### Exercise
Each entry must be restated word for word, with nothing omitted.

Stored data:
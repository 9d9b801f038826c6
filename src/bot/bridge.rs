//! Serenity-backed transport and the gateway-to-booklet reaction router.
//!
//! This is the only module that translates between the SDK-agnostic booklet
//! core and Serenity's types: outbound through [`SerenityTransport`], inbound
//! through [`ReactionRouter`], which the gateway event handler feeds and
//! booklet-launching commands register against.

use crate::book::page::{EmbedPage, Page};
use crate::book::transport::{
    ChannelId, MessageId, ReactionEvent, ReactionSink, Transport, TransportError, UserId,
};
use async_trait::async_trait;
use poise::serenity_prelude as serenity;
use std::collections::HashMap;
use std::sync::{Arc, Mutex, PoisonError};
use tracing::trace;

/// [`Transport`] implementation backed by Serenity's HTTP client.
#[derive(Clone)]
pub struct SerenityTransport {
    http: Arc<serenity::Http>,
}

impl SerenityTransport {
    /// Wraps a shared Serenity HTTP handle.
    #[must_use]
    pub fn new(http: Arc<serenity::Http>) -> Self {
        Self { http }
    }
}

/// Maps Serenity errors onto the transport taxonomy the booklet loop keys
/// its recovery behavior off.
fn map_error(error: serenity::Error) -> TransportError {
    if let serenity::Error::Http(serenity::HttpError::UnsuccessfulRequest(response)) = &error {
        return match response.status_code.as_u16() {
            403 => TransportError::Forbidden,
            404 => TransportError::NotFound,
            _ => TransportError::Other(error.to_string()),
        };
    }
    TransportError::Other(error.to_string())
}

fn build_embed(embed: &EmbedPage) -> serenity::CreateEmbed {
    let mut builder = serenity::CreateEmbed::new().description(&embed.description);
    if let Some(title) = &embed.title {
        builder = builder.title(title);
    }
    if let Some(colour) = embed.colour {
        builder = builder.colour(colour);
    }
    if let Some(footer) = &embed.footer {
        builder = builder.footer(serenity::CreateEmbedFooter::new(footer));
    }
    builder
}

fn create_message(page: &Page) -> serenity::CreateMessage {
    match page {
        Page::Text(text) => serenity::CreateMessage::new().content(text),
        Page::Embed(embed) => serenity::CreateMessage::new().embed(build_embed(embed)),
    }
}

fn edit_message(page: &Page) -> serenity::EditMessage {
    match page {
        Page::Text(text) => serenity::EditMessage::new().content(text),
        Page::Embed(embed) => serenity::EditMessage::new().embed(build_embed(embed)),
    }
}

fn reaction(emoji: &str) -> serenity::ReactionType {
    serenity::ReactionType::Unicode(emoji.to_owned())
}

#[async_trait]
impl Transport for SerenityTransport {
    async fn send_page(
        &self,
        channel: ChannelId,
        page: &Page,
    ) -> Result<MessageId, TransportError> {
        let message = serenity::ChannelId::new(channel.get())
            .send_message(&self.http, create_message(page))
            .await
            .map_err(map_error)?;
        Ok(MessageId::new(message.id.get()))
    }

    async fn edit_page(
        &self,
        channel: ChannelId,
        message: MessageId,
        page: &Page,
    ) -> Result<(), TransportError> {
        serenity::ChannelId::new(channel.get())
            .edit_message(
                &self.http,
                serenity::MessageId::new(message.get()),
                edit_message(page),
            )
            .await
            .map_err(map_error)?;
        Ok(())
    }

    async fn delete_message(
        &self,
        channel: ChannelId,
        message: MessageId,
    ) -> Result<(), TransportError> {
        serenity::ChannelId::new(channel.get())
            .delete_message(&self.http, serenity::MessageId::new(message.get()))
            .await
            .map_err(map_error)
    }

    async fn add_reaction(
        &self,
        channel: ChannelId,
        message: MessageId,
        emoji: &str,
    ) -> Result<(), TransportError> {
        serenity::ChannelId::new(channel.get())
            .create_reaction(
                &self.http,
                serenity::MessageId::new(message.get()),
                reaction(emoji),
            )
            .await
            .map_err(map_error)
    }

    async fn remove_reaction(
        &self,
        channel: ChannelId,
        message: MessageId,
        emoji: &str,
        user: UserId,
    ) -> Result<(), TransportError> {
        serenity::ChannelId::new(channel.get())
            .delete_reaction(
                &self.http,
                serenity::MessageId::new(message.get()),
                Some(serenity::UserId::new(user.get())),
                reaction(emoji),
            )
            .await
            .map_err(map_error)
    }

    async fn clear_reactions(
        &self,
        channel: ChannelId,
        message: MessageId,
    ) -> Result<(), TransportError> {
        serenity::ChannelId::new(channel.get())
            .delete_reactions(&self.http, serenity::MessageId::new(message.get()))
            .await
            .map_err(map_error)
    }
}

/// Routes gateway reaction events to the booklet that owns the message.
///
/// Commands register a booklet's sink under its message id right after the
/// booklet opens, and unregister it when the loop finishes. Events for
/// unregistered messages are dropped.
#[derive(Debug, Clone, Default)]
pub struct ReactionRouter {
    routes: Arc<Mutex<HashMap<MessageId, ReactionSink>>>,
}

impl ReactionRouter {
    /// An empty router.
    #[must_use]
    pub fn new() -> Self {
        Self::default()
    }

    /// Registers a booklet's sink for a message.
    pub fn register(&self, message: MessageId, sink: ReactionSink) {
        self.lock().insert(message, sink);
    }

    /// Removes a message's route.
    pub fn unregister(&self, message: MessageId) {
        self.lock().remove(&message);
    }

    /// Forwards an event to its booklet, if any. Routes whose booklet has
    /// gone away are pruned on the spot. Returns whether the event was
    /// delivered.
    pub fn dispatch(&self, event: ReactionEvent) -> bool {
        let mut routes = self.lock();
        let Some(sink) = routes.get(&event.message) else {
            trace!(message = %event.message, "no booklet for reaction");
            return false;
        };
        if sink.is_closed() {
            routes.remove(&event.message);
            return false;
        }
        sink.submit(event)
    }

    /// Number of live routes.
    #[must_use]
    pub fn len(&self) -> usize {
        self.lock().len()
    }

    /// True when no booklet is registered.
    #[must_use]
    pub fn is_empty(&self) -> bool {
        self.lock().is_empty()
    }

    fn lock(&self) -> std::sync::MutexGuard<'_, HashMap<MessageId, ReactionSink>> {
        self.routes.lock().unwrap_or_else(PoisonError::into_inner)
    }
}

/// Translates a gateway reaction into the booklet core's event type.
/// Non-unicode (custom guild) emoji are not booklet buttons and map to
/// `None`, as do reactions with no resolvable user.
#[must_use]
pub fn reaction_event_from(add_reaction: &serenity::Reaction) -> Option<ReactionEvent> {
    let serenity::ReactionType::Unicode(emoji) = &add_reaction.emoji else {
        return None;
    };
    let user = add_reaction.user_id?;
    Some(ReactionEvent {
        message: MessageId::new(add_reaction.message_id.get()),
        emoji: emoji.clone(),
        user: UserId::new(user.get()),
    })
}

### Your response
repository 9d9b801f038826c6
filename src/bot/bridge.rs
//! Serenity-backed transport and the gateway-to-booklet reaction router.
//!
//! This is the only module that translates between the SDK-agnostic booklet
//! core and Serenity's types: outbound through [`SerenityTransport`], inbound
//! through [`ReactionRouter`], which the gateway event handler feeds and
//! booklet-launching commands register against.

use crate::book::page::{EmbedPage, Page};
use crate::book::transport::{
    ChannelId, MessageId, ReactionEvent, ReactionSink, Transport, TransportError, UserId,
};
use async_trait::async_trait;
use poise::serenity_prelude as serenity;
use std::collections::HashMap;
use std::sync::{Arc, Mutex, PoisonError};
use tracing::trace;

/// [`Transport`] implementation backed by Serenity's HTTP client.
#[derive(Clone)]
pub struct SerenityTransport {
    http: Arc<serenity::Http>,
}

impl SerenityTransport {
    /// Wraps a shared Serenity HTTP handle.
    #[must_use]
    pub fn new(http: Arc<serenity::Http>) -> Self {
        Self { http }
    }
}

/// Maps Serenity errors onto the transport taxonomy the booklet loop keys
/// its recovery behavior off.
fn map_error(error: serenity::Error) -> TransportError {
    if let serenity::Error::Http(serenity::HttpError::UnsuccessfulRequest(response)) = &error {
        return match response.status_code.as_u16() {
            403 => TransportError::Forbidden,
            404 => TransportError::NotFound,
            _ => TransportError::Other(error.to_string()),
        };
    }
    TransportError::Other(error.to_string())
}

fn build_embed(embed: &EmbedPage) -> serenity::CreateEmbed {
    let mut builder = serenity::CreateEmbed::new().description(&embed.description);
    if let Some(title) = &embed.title {
        builder = builder.title(title);
    }
    if let Some(colour) = embed.colour {
        builder = builder.colour(colour);
    }
    if let Some(footer) = &embed.footer {
        builder = builder.footer(serenity::CreateEmbedFooter::new(footer));
    }
    builder
}

fn create_message(page: &Page) -> serenity::CreateMessage {
    match page {
        Page::Text(text) => serenity::CreateMessage::new().content(text),
        Page::Embed(embed) => serenity::CreateMessage::new().embed(build_embed(embed)),
    }
}

fn edit_message(page: &Page) -> serenity::EditMessage {
    match page {
        Page::Text(text) => serenity::EditMessage::new().content(text),
        Page::Embed(embed) => serenity::EditMessage::new().embed(build_embed(embed)),
    }
}

fn reaction(emoji: &str) -> serenity::ReactionType {
    serenity::ReactionType::Unicode(emoji.to_owned())
}

#[async_trait]
impl Transport for SerenityTransport {
    async fn send_page(
        &self,
        channel: ChannelId,
        page: &Page,
    ) -> Result<MessageId, TransportError> {
        let message = serenity::ChannelId::new(channel.get())
            .send_message(&self.http, create_message(page))
            .await
            .map_err(map_error)?;
        Ok(MessageId::new(message.id.get()))
    }

    async fn edit_page(
        &self,
        channel: ChannelId,
        message: MessageId,
        page: &Page,
    ) -> Result<(), TransportError> {
        serenity::ChannelId::new(channel.get())
            .edit_message(
                &self.http,
                serenity::MessageId::new(message.get()),
                edit_message(page),
            )
            .await
            .map_err(map_error)?;
        Ok(())
    }

    async fn delete_message(
        &self,
        channel: ChannelId,
        message: MessageId,
    ) -> Result<(), TransportError> {
        serenity::ChannelId::new(channel.get())
            .delete_message(&self.http, serenity::MessageId::new(message.get()))
            .await
            .map_err(map_error)
    }

    async fn add_reaction(
        &self,
        channel: ChannelId,
        message: MessageId,
        emoji: &str,
    ) -> Result<(), TransportError> {
        serenity::ChannelId::new(channel.get())
            .create_reaction(
                &self.http,
                serenity::MessageId::new(message.get()),
                reaction(emoji),
            )
            .await
            .map_err(map_error)
    }

    async fn remove_reaction(
        &self,
        channel: ChannelId,
        message: MessageId,
        emoji: &str,
        user: UserId,
    ) -> Result<(), TransportError> {
        serenity::ChannelId::new(channel.get())
            .delete_reaction(
                &self.http,
                serenity::MessageId::new(message.get()),
                Some(serenity::UserId::new(user.get())),
                reaction(emoji),
            )
            .await
            .map_err(map_error)
    }

    async fn clear_reactions(
        &self,
        channel: ChannelId,
        message: MessageId,
    ) -> Result<(), TransportError> {
        serenity::ChannelId::new(channel.get())
            .delete_reactions(&self.http, serenity::MessageId::new(message.get()))
            .await
            .map_err(map_error)
    }
}

/// Routes gateway reaction events to the booklet that owns the message.
///
/// Commands register a booklet's sink under its message id right after the
/// booklet opens, and unregister it when the loop finishes. Events for
/// unregistered messages are dropped.
#[derive(Debug, Clone, Default)]
pub struct ReactionRouter {
    routes: Arc<Mutex<HashMap<MessageId, ReactionSink>>>,
}

impl ReactionRouter {
    /// An empty router.
    #[must_use]
    pub fn new() -> Self {
        Self::default()
    }

    /// Registers a booklet's sink for a message.
    pub fn register(&self, message: MessageId, sink: ReactionSink) {
        self.lock().insert(message, sink);
    }

    /// Removes a message's route.
    pub fn unregister(&self, message: MessageId) {
        self.lock().remove(&message);
    }

    /// Forwards an event to its booklet, if any. Routes whose booklet has
    /// gone away are pruned on the spot. Returns whether the event was
    /// delivered.
    pub fn dispatch(&self, event: ReactionEvent) -> bool {
        let mut routes = self.lock();
        let Some(sink) = routes.get(&event.message) else {
            trace!(message = %event.message, "no booklet for reaction");
            return false;
        };
        if sink.is_closed() {
            routes.remove(&event.message);
            return false;
        }
        sink.submit(event)
    }

    /// Number of live routes.
    #[must_use]
    pub fn len(&self) -> usize {
        self.lock().len()
    }

    /// True when no booklet is registered.
    #[must_use]
    pub fn is_empty(&self) -> bool {
        self.lock().is_empty()
    }

    fn lock(&self) -> std::sync::MutexGuard<'_, HashMap<MessageId, ReactionSink>> {
        self.routes.lock().unwrap_or_else(PoisonError::into_inner)
    }
}

/// Translates a gateway reaction into the booklet core's event type.
/// Non-unicode (custom guild) emoji are not booklet buttons and map to
/// `None`, as do reactions with no resolvable user.
#[must_use]
pub fn reaction_event_from(add_reaction: &serenity::Reaction) -> Option<ReactionEvent> {
    let serenity::ReactionType::Unicode(emoji) = &add_reaction.emoji else {
        return None;
    };
    let user = add_reaction.user_id?;
    Some(ReactionEvent {
        message: MessageId::new(add_reaction.message_id.get()),
        emoji: emoji.clone(),
        user: UserId::new(user.get()),
    })
}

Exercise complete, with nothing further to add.